The report also says that:
- Cost per order or lead for acquisition campaigns were roughly equivalent for direct mail ($51.40), post card ($54.10), email ($55.24), and paid search ($52.58).
- Email had the highest ROI (28.5), compared with 7.00 for direct mail.
- The highest response rates—nearly 13 percent to a house list—was produced by telephone marketing. Telephone marketing also had the highest costs: nearly $78 per order or lead for a house list, and $190 for a prospect list.
For the 53% of Agitator readers who have been in the fundraising biz less than ten years, yes, telemarketing lives!
Tom
With mail’s response rate being so high, and email’s ROI winning, it’s interesting that the DMA emailed the survey 🙂
As a fundraiser we’re always very interested in the costs of acquistion. However there does seem to be a big discrepency within these US numbers. The cost of an order (or donation) at $51 through DM is pretty good, closer to £60 in the UK. However the cost of a lead at $51 seems very step indeed. Better analysis needed me thinks.
Just wondering: Did the DMA split out “fundraising” as a category? And, if so, is the cost of a first donation the same as a first order ($51), etc.? The DMA press release talks about retail apparel and publishing/media, but doesn’t mention gifts.

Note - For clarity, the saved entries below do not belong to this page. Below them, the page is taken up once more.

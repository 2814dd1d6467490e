//! CLI argument types and parsing helpers.
mod cli;
mod defaults;
pub(crate) mod parsers;
mod types;

#[cfg(test)]
mod tests;

pub use cli::PipelineArgs;
pub use types::{HttpMethod, OutputFormat, PositiveUsize};

pub(crate) use defaults::DEFAULT_USER_AGENT;
pub(crate) use parsers::{parse_duration_arg, parse_header};
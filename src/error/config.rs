use std::path::PathBuf;

use thiserror::Error;

use super::ValidationError;

#[derive(Debug, Error)]
pub enum ConfigError {
    #[error("Failed to read config '{path}': {source}")]
    ReadConfig {
        path: PathBuf,
        #[source]
        source: std::io::Error,
    },
    #[error("Failed to parse TOML config '{path}': {source}")]
    ParseToml {
        path: PathBuf,
        #[source]
        source: toml::de::Error,
    },
    #[error("Failed to parse JSON config '{path}': {source}")]
    ParseJson {
        path: PathBuf,
        #[source]
        source: serde_json::Error,
    },
    #[error("Unsupported config extension '{ext}'. Use .toml or .json.")]
    UnsupportedExtension { ext: String },
    #[error("Config file must have .toml or .json extension.")]
    MissingExtension,
    #[error("Invalid header: {source}")]
    InvalidHeader {
        #[source]
        source: ValidationError,
    },
    #[error("Config '{field}' must be >= 1: {source}")]
    FieldMustBePositive {
        field: String,
        #[source]
        source: ValidationError,
    },
    #[error("Invalid config deadline: {source}")]
    InvalidDeadline {
        #[source]
        source: ValidationError,
    },
    #[error("Failed to read payload '{path}': {source}")]
    ReadPayload {
        path: PathBuf,
        #[source]
        source: std::io::Error,
    },
    #[error("Failed to parse payload '{path}': {source}")]
    ParsePayload {
        path: PathBuf,
        #[source]
        source: serde_json::Error,
    },
    #[error("Payload '{path}' must be a JSON object.")]
    PayloadNotObject { path: PathBuf },
    #[error("Payload field '{field}' must be a string, number, or boolean.")]
    PayloadFieldNotScalar { field: String },
}
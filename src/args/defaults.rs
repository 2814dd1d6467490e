pub(crate) const DEFAULT_USER_AGENT: &str = concat!("pipeload/", env!("CARGO_PKG_VERSION"));
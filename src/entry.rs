use std::ffi::OsString;
use std::sync::Arc;

use clap::{ArgMatches, CommandFactory, FromArgMatches};

use pipeload::args::PipelineArgs;
use pipeload::config::{PipelineConfig, apply_config, load_config};
use pipeload::error::{AppError, AppResult};
use pipeload::pipeline::{RunSummary, TemplateRequestFactory, run_pipeline};
use pipeload::report;
use pipeload::shutdown::shutdown_channel;
use pipeload::transport::{HttpTransport, Transport, TransportConfig};

use crate::shutdown_handlers::setup_signal_shutdown_handler;

pub(crate) fn run() -> AppResult<()> {
    let (mut args, matches) = parse_args()?;

    crate::logger::init_logging(args.verbose);

    if let Some(config) = load_config(args.config.as_deref())? {
        apply_config(&mut args, &matches, &config)?;
    }

    let pipeline_config = PipelineConfig::from_args(&args).inspect_err(|err| {
        tracing::error!("Invalid configuration: {}", err);
    })?;
    let transport_config = TransportConfig::from_args(&args);

    let runtime = tokio::runtime::Builder::new_multi_thread()
        .enable_all()
        .build()?;

    let summary = runtime.block_on(run_async(&pipeline_config, &transport_config))?;
    println!("{}", report::render(&summary, args.output_format)?);
    Ok(())
}

fn parse_args() -> AppResult<(PipelineArgs, ArgMatches)> {
    let raw_args: Vec<OsString> = std::env::args_os().collect();
    let matches = PipelineArgs::command().get_matches_from(raw_args);
    let args = PipelineArgs::from_arg_matches(&matches)?;
    Ok((args, matches))
}

async fn run_async(
    config: &PipelineConfig,
    transport_config: &TransportConfig,
) -> AppResult<RunSummary> {
    let transport: Arc<dyn Transport> =
        Arc::new(HttpTransport::new(transport_config).map_err(AppError::http)?);
    let factory = TemplateRequestFactory::from_config(config);

    let (shutdown_tx, shutdown_rx) = shutdown_channel();
    let signal_handle = setup_signal_shutdown_handler(&shutdown_tx, shutdown_tx.subscribe());

    let summary = run_pipeline(config, factory, transport, &shutdown_tx, shutdown_rx).await;

    signal_handle.abort();
    summary
}
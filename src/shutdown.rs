use std::time::Duration;

use tokio::sync::broadcast;
use tokio::task::JoinHandle;
use tracing::warn;

pub type ShutdownSender = broadcast::Sender<()>;
pub type ShutdownReceiver = broadcast::Receiver<()>;

/// Broadcast channel size for shutdown notifications (single signal fan-out).
const SHUTDOWN_CHANNEL_CAPACITY: usize = 1;

#[must_use]
pub fn shutdown_channel() -> (ShutdownSender, ShutdownReceiver) {
    broadcast::channel::<()>(SHUTDOWN_CHANNEL_CAPACITY)
}

/// Signals shutdown once `deadline` has elapsed.
pub fn spawn_deadline(deadline: Duration, shutdown_tx: &ShutdownSender) -> JoinHandle<()> {
    let shutdown_tx = shutdown_tx.clone();
    tokio::spawn(async move {
        tokio::time::sleep(deadline).await;
        warn!("Deadline of {:?} reached; cancelling run", deadline);
        drop(shutdown_tx.send(()));
    })
}
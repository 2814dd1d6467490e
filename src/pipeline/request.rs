use reqwest::header::{CONTENT_TYPE, HeaderMap, HeaderName, HeaderValue};
use url::Url;

use crate::config::{FormPayload, PipelineConfig, RequestTarget};
use crate::error::HttpError;

use super::types::RequestSpec;

const FORM_CONTENT_TYPE: &str = "application/x-www-form-urlencoded";

/// Builds the request for a given sequence index.
pub trait RequestFactory: Send + Sync {
    /// # Errors
    ///
    /// Returns an error when the request for `index` cannot be constructed;
    /// the generator logs it and skips the index.
    fn build(&self, index: u64) -> Result<RequestSpec, HttpError>;
}

/// Parses a target URL and rejects schemes the HTTP transport cannot serve.
///
/// # Errors
///
/// Returns an error for unparseable URLs and non-http(s) schemes.
pub fn parse_target_url(url: &str) -> Result<Url, HttpError> {
    let parsed = Url::parse(url).map_err(|err| HttpError::InvalidUrl {
        url: url.to_owned(),
        source: err,
    })?;
    match parsed.scheme() {
        "http" | "https" => Ok(parsed),
        other => Err(HttpError::UnsupportedScheme {
            url: url.to_owned(),
            scheme: other.to_owned(),
        }),
    }
}

/// Request factory driven by the run configuration: fixed method, URL and
/// headers plus an optional form body carrying the sequence index.
#[derive(Debug, Clone)]
pub struct TemplateRequestFactory {
    target: RequestTarget,
    payload: Option<FormPayload>,
    sequence_field: Option<String>,
}

impl TemplateRequestFactory {
    #[must_use]
    pub const fn new(
        target: RequestTarget,
        payload: Option<FormPayload>,
        sequence_field: Option<String>,
    ) -> Self {
        Self {
            target,
            payload,
            sequence_field,
        }
    }

    #[must_use]
    pub fn from_config(config: &PipelineConfig) -> Self {
        Self::new(
            config.target.clone(),
            config.payload.clone(),
            config.sequence_field.clone(),
        )
    }
}

impl RequestFactory for TemplateRequestFactory {
    fn build(&self, index: u64) -> Result<RequestSpec, HttpError> {
        let url = parse_target_url(&self.target.url)?;
        let mut headers = build_headers(&self.target.headers)?;
        let body = self.payload.as_ref().map(|payload| {
            if !headers.contains_key(CONTENT_TYPE) {
                headers.insert(CONTENT_TYPE, HeaderValue::from_static(FORM_CONTENT_TYPE));
            }
            payload.encode_with_sequence(self.sequence_field.as_deref(), index)
        });

        Ok(RequestSpec {
            index,
            method: self.target.method,
            url,
            headers,
            body,
        })
    }
}

/// Converts `name: value` pairs into a header map.
///
/// # Errors
///
/// Returns an error for names or values that are not valid in HTTP.
pub fn build_headers(pairs: &[(String, String)]) -> Result<HeaderMap, HttpError> {
    let mut headers = HeaderMap::with_capacity(pairs.len());
    for (key, value) in pairs {
        let name = HeaderName::from_bytes(key.as_bytes()).map_err(|err| {
            HttpError::InvalidHeaderName {
                header: key.clone(),
                source: err,
            }
        })?;
        let value = HeaderValue::from_str(value).map_err(|err| HttpError::InvalidHeaderValue {
            header: key.clone(),
            source: err,
        })?;
        headers.append(name, value);
    }
    Ok(headers)
}
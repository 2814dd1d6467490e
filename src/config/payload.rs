use std::collections::BTreeMap;
use std::path::Path;

use serde_json::Value;
use url::form_urlencoded;

use crate::error::{AppError, AppResult, ConfigError};

/// Key/value request payload, form-encoded into each request body.
///
/// Keys are kept sorted so the encoded body is stable across runs.
#[derive(Debug, Clone, Default, PartialEq, Eq)]
pub struct FormPayload {
    fields: BTreeMap<String, String>,
}

impl FormPayload {
    #[must_use]
    pub const fn new(fields: BTreeMap<String, String>) -> Self {
        Self { fields }
    }

    pub fn set(&mut self, key: impl Into<String>, value: impl Into<String>) {
        self.fields.insert(key.into(), value.into());
    }

    #[must_use]
    pub fn get(&self, key: &str) -> Option<&str> {
        self.fields.get(key).map(String::as_str)
    }

    /// Encodes the payload as `application/x-www-form-urlencoded`, with
    /// `sequence_field` (when set) carrying the request index.
    #[must_use]
    pub fn encode_with_sequence(&self, sequence_field: Option<&str>, index: u64) -> String {
        match sequence_field {
            None => encode_pairs(&self.fields),
            Some(field) => {
                let mut fields = self.fields.clone();
                fields.insert(field.to_owned(), index.to_string());
                encode_pairs(&fields)
            }
        }
    }
}

fn encode_pairs(fields: &BTreeMap<String, String>) -> String {
    form_urlencoded::Serializer::new(String::new())
        .extend_pairs(fields.iter())
        .finish()
}

/// Reads a JSON object template and flattens its scalar values into a payload.
///
/// # Errors
///
/// Returns an error when the file cannot be read, is not a JSON object, or
/// contains nested or null values.
pub fn load_payload(path: &Path) -> AppResult<FormPayload> {
    let content = std::fs::read_to_string(path).map_err(|err| {
        AppError::config(ConfigError::ReadPayload {
            path: path.to_path_buf(),
            source: err,
        })
    })?;
    let value: Value = serde_json::from_str(&content).map_err(|err| {
        AppError::config(ConfigError::ParsePayload {
            path: path.to_path_buf(),
            source: err,
        })
    })?;
    let Value::Object(object) = value else {
        return Err(AppError::config(ConfigError::PayloadNotObject {
            path: path.to_path_buf(),
        }));
    };

    let mut fields = BTreeMap::new();
    for (key, value) in object {
        let text = match value {
            Value::String(text) => text,
            Value::Number(number) => number.to_string(),
            Value::Bool(flag) => flag.to_string(),
            Value::Null | Value::Array(_) | Value::Object(_) => {
                return Err(AppError::config(ConfigError::PayloadFieldNotScalar {
                    field: key,
                }));
            }
        };
        fields.insert(key, text);
    }
    Ok(FormPayload::new(fields))
}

I worry about applying commercial (B2B and B2C) data to the weird, wacky world of asking people to give you money is return for a good feeling (or a trinket). And, of course, I’m too cheap to buy the full DMA report, so I’m hoping you did.

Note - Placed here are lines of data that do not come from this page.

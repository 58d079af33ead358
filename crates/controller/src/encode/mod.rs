//! Encoding modules: packaging plans and the encoder process supervisor

pub mod hls;
pub mod supervisor;

pub use hls::{build_transcode_plan, resolve_variant_names, sanitize_name, PlanError, TranscodePlan};
pub use supervisor::{
    build_encoder_command, tag_line, EncodeError, EncoderRun, ExitAck, ExitNotice, FfmpegLauncher,
    Launcher, ProcessHandle, Supervisor, SupervisorError,
};
//! Job records for live channels and uploaded files.
//!
//! Both record types are persisted as JSON and tracked in the registry while
//! their encoder runs. The [`Record`] trait lets the store, registry and
//! controller treat them uniformly.

use chrono::{DateTime, Utc};
use serde::de::DeserializeOwned;
use serde::{Deserialize, Serialize};
use std::path::{Path, PathBuf};
use uuid::Uuid;

/// Which family a job belongs to. Selects the on-disk subtree and ID prefix.
#[derive(Debug, Clone, Copy, PartialEq, Eq, Hash, Serialize, Deserialize)]
#[serde(rename_all = "snake_case")]
pub enum JobKind {
    /// A live channel packaged from an origin stream.
    Live,
    /// An uploaded file packaged once.
    Upload,
}

impl JobKind {
    /// Directory name under the output root (and the public mirror).
    pub fn dir_name(self) -> &'static str {
        match self {
            JobKind::Live => "live",
            JobKind::Upload => "uploads",
        }
    }

    fn id_prefix(self) -> &'static str {
        match self {
            JobKind::Live => "live",
            JobKind::Upload => "upload",
        }
    }
}

impl std::fmt::Display for JobKind {
    fn fmt(&self, f: &mut std::fmt::Formatter<'_>) -> std::fmt::Result {
        match self {
            JobKind::Live => write!(f, "live"),
            JobKind::Upload => write!(f, "upload"),
        }
    }
}

/// Allocates a fresh job ID such as `live-3f2b...`.
pub fn new_job_id(kind: JobKind) -> String {
    format!("{}-{}", kind.id_prefix(), Uuid::new_v4().simple())
}

/// One named output stream of a job.
#[derive(Debug, Clone, PartialEq, Eq, Serialize, Deserialize)]
pub struct Rendition {
    pub name: String,
    /// Playlist location, filled in by the plan builder.
    #[serde(rename = "manifestUrl", default)]
    pub manifest_url: String,
    /// Advertised bitrate in kbps.
    #[serde(default, skip_serializing_if = "Option::is_none")]
    pub bitrate: Option<u32>,
}

impl Rendition {
    pub fn new(name: impl Into<String>, bitrate: Option<u32>) -> Self {
        Self {
            name: name.into(),
            manifest_url: String::new(),
            bitrate,
        }
    }
}

/// A live channel packaging job.
///
/// Field names on disk follow the layout earlier controller releases wrote,
/// so existing `metadata.json` files keep loading.
#[derive(Debug, Clone, PartialEq, Serialize, Deserialize)]
pub struct Job {
    #[serde(rename = "ID", default)]
    pub id: String,
    #[serde(rename = "ChannelID")]
    pub channel_id: String,
    #[serde(rename = "SessionID")]
    pub session_id: String,
    #[serde(rename = "OriginURL")]
    pub origin_url: String,
    #[serde(rename = "Renditions", default)]
    pub renditions: Vec<Rendition>,
    #[serde(rename = "OutputPath", default)]
    pub output_path: String,
    #[serde(rename = "Playback", default)]
    pub playback_url: String,
    #[serde(rename = "CreatedAt")]
    pub created_at: DateTime<Utc>,
    #[serde(rename = "StoppedAt", default)]
    pub stopped_at: Option<DateTime<Utc>>,
    /// Set when an operator asked for the job to stop, before the encoder is cancelled.
    #[serde(
        rename = "StopRequestedAt",
        default,
        skip_serializing_if = "Option::is_none"
    )]
    pub stop_requested_at: Option<DateTime<Utc>>,
}

/// An uploaded-file packaging job.
#[derive(Debug, Clone, PartialEq, Serialize, Deserialize)]
pub struct UploadJob {
    #[serde(rename = "ID", default)]
    pub id: String,
    #[serde(rename = "ChannelID")]
    pub channel_id: String,
    #[serde(rename = "UploadID")]
    pub upload_id: String,
    #[serde(rename = "SourceURL")]
    pub source_url: String,
    #[serde(rename = "Filename", default)]
    pub filename: String,
    #[serde(rename = "Renditions", default)]
    pub renditions: Vec<Rendition>,
    #[serde(rename = "OutputPath", default)]
    pub output_path: String,
    #[serde(rename = "Playback", default)]
    pub playback_url: String,
    #[serde(rename = "CreatedAt")]
    pub created_at: DateTime<Utc>,
    #[serde(rename = "CompletedAt", default)]
    pub completed_at: Option<DateTime<Utc>>,
}

/// Behaviour shared by persisted job records.
pub trait Record: Clone + Send + Sync + Serialize + DeserializeOwned + 'static {
    const KIND: JobKind;

    fn id(&self) -> &str;
    fn set_id(&mut self, id: String);
    /// The encoder input: origin URL or source URL.
    fn input(&self) -> &str;
    fn renditions(&self) -> &[Rendition];
    fn output_path(&self) -> &str;
    fn playback_url(&self) -> &str;
    fn terminal_at(&self) -> Option<DateTime<Utc>>;
    fn set_terminal_at(&mut self, at: DateTime<Utc>);

    /// Replaces the derived location fields after a plan was (re)built.
    fn set_locations(
        &mut self,
        output_path: String,
        playback_url: String,
        renditions: Vec<Rendition>,
    );

    fn is_terminal(&self) -> bool {
        self.terminal_at().is_some()
    }

    /// Stamps the terminal timestamp unless one is already present.
    /// Returns whether the stamp was applied.
    fn finish(&mut self, at: DateTime<Utc>) -> bool {
        if self.is_terminal() {
            return false;
        }
        self.set_terminal_at(at);
        true
    }

    /// Fills in the output path and playback URL for records written before
    /// those fields existed, using the directory the record was found in.
    fn backfill_locations(&mut self, dir: &Path) {
        let output_path = if self.output_path().trim().is_empty() {
            dir.to_string_lossy().into_owned()
        } else {
            self.output_path().to_string()
        };
        let playback_url = if self.playback_url().trim().is_empty() {
            master_playlist_path(Path::new(&output_path))
        } else {
            self.playback_url().to_string()
        };
        let renditions = self.renditions().to_vec();
        self.set_locations(output_path, playback_url, renditions);
    }
}

/// `<dir>/index.m3u8` with forward slashes.
pub fn master_playlist_path(dir: &Path) -> String {
    to_slash(&dir.join("index.m3u8"))
}

pub(crate) fn to_slash(path: &Path) -> String {
    path.to_string_lossy().replace('\\', "/")
}

impl Record for Job {
    const KIND: JobKind = JobKind::Live;

    fn id(&self) -> &str {
        &self.id
    }

    fn set_id(&mut self, id: String) {
        self.id = id;
    }

    fn input(&self) -> &str {
        &self.origin_url
    }

    fn renditions(&self) -> &[Rendition] {
        &self.renditions
    }

    fn output_path(&self) -> &str {
        &self.output_path
    }

    fn playback_url(&self) -> &str {
        &self.playback_url
    }

    fn terminal_at(&self) -> Option<DateTime<Utc>> {
        self.stopped_at
    }

    fn set_terminal_at(&mut self, at: DateTime<Utc>) {
        self.stopped_at = Some(at);
    }

    fn set_locations(
        &mut self,
        output_path: String,
        playback_url: String,
        renditions: Vec<Rendition>,
    ) {
        self.output_path = output_path;
        self.playback_url = playback_url;
        self.renditions = renditions;
    }
}

impl Record for UploadJob {
    const KIND: JobKind = JobKind::Upload;

    fn id(&self) -> &str {
        &self.id
    }

    fn set_id(&mut self, id: String) {
        self.id = id;
    }

    fn input(&self) -> &str {
        &self.source_url
    }

    fn renditions(&self) -> &[Rendition] {
        &self.renditions
    }

    fn output_path(&self) -> &str {
        &self.output_path
    }

    fn playback_url(&self) -> &str {
        &self.playback_url
    }

    fn terminal_at(&self) -> Option<DateTime<Utc>> {
        self.completed_at
    }

    fn set_terminal_at(&mut self, at: DateTime<Utc>) {
        self.completed_at = Some(at);
    }

    fn set_locations(
        &mut self,
        output_path: String,
        playback_url: String,
        renditions: Vec<Rendition>,
    ) {
        self.output_path = output_path;
        self.playback_url = playback_url;
        self.renditions = renditions;
    }
}

/// Default output directory for a record: `<root>/<live|uploads>/<id>`.
pub fn default_output_dir(root: &Path, kind: JobKind, id: &str) -> PathBuf {
    root.join(kind.dir_name()).join(id)
}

I’m thrilled to see this. I find myself defending the value of mail on a regular basis (why do I have to do this? Don’t people see where their revenue is coming from?).
I’m pretty sure I saw some statistics recently, but can’t remember where, that even most online non-profit giving is driven my mail.
Too bad we’re not better at actually tracking that.
Nice report. Interesting that highest response rates is for house list by telephone marketing.
I find ‘last touch point’ analysis (which I assume it is?) is less and less reflective of the real picture. Impact in today’s highly fragmented multiple touch point world needs to be analysed as a media mix not by single channel.
Hopefully this report is read with the understanding that it’s the right mix that’s important and relying on a single channel is risky.